• **Stored items**
........

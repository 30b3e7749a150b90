/// Caller lacks the capability for the attempted operation.
#[derive(Debug, Clone, thiserror::Error)]
pub enum PermissionError {
    #[error("access denied for {operation}")]
    AccessDenied { operation: String },

    #[error("cross-account access denied for account {account_id} via {role_arn}")]
    CrossAccountAccessDenied { account_id: String, role_arn: String },

    #[error("missing capability: {capability}")]
    MissingCapability { capability: String },
}

impl PermissionError {
    /// Stable machine-readable code.
    pub fn code(&self) -> &'static str {
        match self {
            PermissionError::AccessDenied { .. } => "PERM_DENIED",
            PermissionError::CrossAccountAccessDenied { .. } => "PERM_CROSS_ACCOUNT",
            PermissionError::MissingCapability { .. } => "PERM_CAPABILITY",
        }
    }
}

........

• **TASK TO COMPLETE**
Repeat all the records without altering a single word.

• **WRITTEN SOLUTION**
repository 30b3e7749a150b90
/// Caller lacks the capability for the attempted operation.
#[derive(Debug, Clone, thiserror::Error)]
pub enum PermissionError {
    #[error("access denied for {operation}")]
    AccessDenied { operation: String },

    #[error("cross-account access denied for account {account_id} via {role_arn}")]
    CrossAccountAccessDenied { account_id: String, role_arn: String },

    #[error("missing capability: {capability}")]
    MissingCapability { capability: String },
}

impl PermissionError {
    /// Stable machine-readable code.
    pub fn code(&self) -> &'static str {
        match self {
            PermissionError::AccessDenied { .. } => "PERM_DENIED",
            PermissionError::CrossAccountAccessDenied { .. } => "PERM_CROSS_ACCOUNT",
            PermissionError::MissingCapability { .. } => "PERM_CAPABILITY",
        }
    }
}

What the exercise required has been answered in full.